He missed hanging out with Holden. Social Media Messengers and texts didn’t quite cut it when you needed your best friend. Sure, he’d shared a room with his current roommate since they were Freshmen, but Fredrick spent most of his time studying in the library and messaging back and forth with his own back home girlfriend.
A knock on the door made him stop in the middle of packing up his clothes. “Coming!” he shouted.
Pulling the door open, he stood face to face with the teary-eyed floor monitor’s wife. He’d never seen Mrs. Layton about to cry before in all the time he'd known her. “What’s the matter?”

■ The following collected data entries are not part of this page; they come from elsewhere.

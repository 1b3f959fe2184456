//! Offer service - runs the ranking pipeline over provider data
//!
//! Fetches the shopping list, the candidate markets and their catalogs
//! through the port traits, then hands everything to the
//! [`RankingPipeline`]. Provider failures abort the request unchanged; there
//! are no retries and no partial answers.

use crate::core::RankingError;
use crate::core::models::{CatalogEntry, Market, MarketOffer, SearchMode};
use crate::core::ports::{ListItemProvider, MarketCatalogProvider, SimilaritySearch};

use super::ranking::{RankingPipeline, ensure_radius};

/// Provider-backed entry point to the ranking engine
pub struct OfferService<'a, S> {
    pipeline: &'a RankingPipeline<S>,
    lists: &'a dyn ListItemProvider,
    markets: &'a dyn MarketCatalogProvider,
}

impl<S> std::fmt::Debug for OfferService<'_, S> {
    fn fmt(&self, f: &mut std::fmt::Formatter<'_>) -> std::fmt::Result {
        f.debug_struct("OfferService").finish_non_exhaustive()
    }
}

impl<'a, S: SimilaritySearch> OfferService<'a, S> {
    /// Wire a pipeline to its data providers
    #[must_use]
    pub fn new(
        pipeline: &'a RankingPipeline<S>,
        lists: &'a dyn ListItemProvider,
        markets: &'a dyn MarketCatalogProvider,
    ) -> Self {
        Self {
            pipeline,
            lists,
            markets,
        }
    }

    /// Compute offers for a shopping list
    ///
    /// Detail mode yields exactly one offer; compare mode yields zero or more,
    /// ranked, with the first one recommended.
    pub fn offers(&self, list_id: &str, mode: &SearchMode) -> anyhow::Result<Vec<MarketOffer>> {
        let items = self.lists.list_items(list_id)?;
        if items.is_empty() {
            return Err(RankingError::EmptyList.into());
        }
        log::debug!("List {list_id}: {} item(s)", items.len());

        match mode {
            SearchMode::Detail {
                target_market_id,
                user_location,
            } => {
                let market = self
                    .markets
                    .market(target_market_id)?
                    .ok_or_else(|| RankingError::MarketNotFound(target_market_id.clone()))?;
                let catalog = self.markets.catalog(&market.id)?;
                let offer = self.pipeline.detail(&items, &market, &catalog, *user_location)?;
                Ok(vec![offer])
            },
            SearchMode::Compare {
                user_location,
                radius_km,
            } => {
                let origin = user_location.ok_or(RankingError::MissingLocation)?;
                ensure_radius(*radius_km)?;
                let nearby = self.markets.markets_near(origin, *radius_km)?;
                log::debug!("{} market(s) within {radius_km} km", nearby.len());

                let catalogs = nearby
                    .iter()
                    .map(|market| self.markets.catalog(&market.id))
                    .collect::<anyhow::Result<Vec<_>>>()?;
                let candidates: Vec<(&Market, &[CatalogEntry])> = nearby
                    .iter()
                    .zip(&catalogs)
                    .map(|(market, catalog)| (market, catalog.as_slice()))
                    .collect();

                Ok(self.pipeline.compare(&items, Some(origin), &candidates)?)
            },
        }
    }
}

“Your father sent you this express and your mother is downstairs waiting to pick you up,” she whispered. Pulling him into a hug, she added, “I’m going to miss you next year.”
“What are you talking about?” he asked, confused. Normally his dad was the one picking him up. They’d make a quick detour to New York City and pick up his mother a few ‘presents’ - Mark usually accompanied that word, in relation to his mother, with an eye roll - before boarding a flight headed towards Memphis. Then they would make another quick detour to the diner they would frequently visit before returning home, turning a typically twenty-four hour trip into a three day trip.
Still dabbing her eyes with a tissue, Mrs. Layton tearfully answered, “Your mother is downstairs getting your school records and other necessary things. You won’t be returning next year.”
“What?” Mark stammered. “Why?”
Shaking her head, she mumbled to herself as she handed over the package, “Doesn’t he already know?”
Feeling panic forming in his gut, he snapped, “Know what?”
“Oh, Mark...” she sobbed. “If you don’t already know I can’t be the person to tell you.” She hesitated before adding, “Just, open what your father sent you first. I feel as if it’s important.”
Thanking her, he shut the door and went back to his twin-sized bed where his suitcase was already waiting half packed. Everything else had already been packed in boxes and were waiting for a rolling cart to take it all downstairs.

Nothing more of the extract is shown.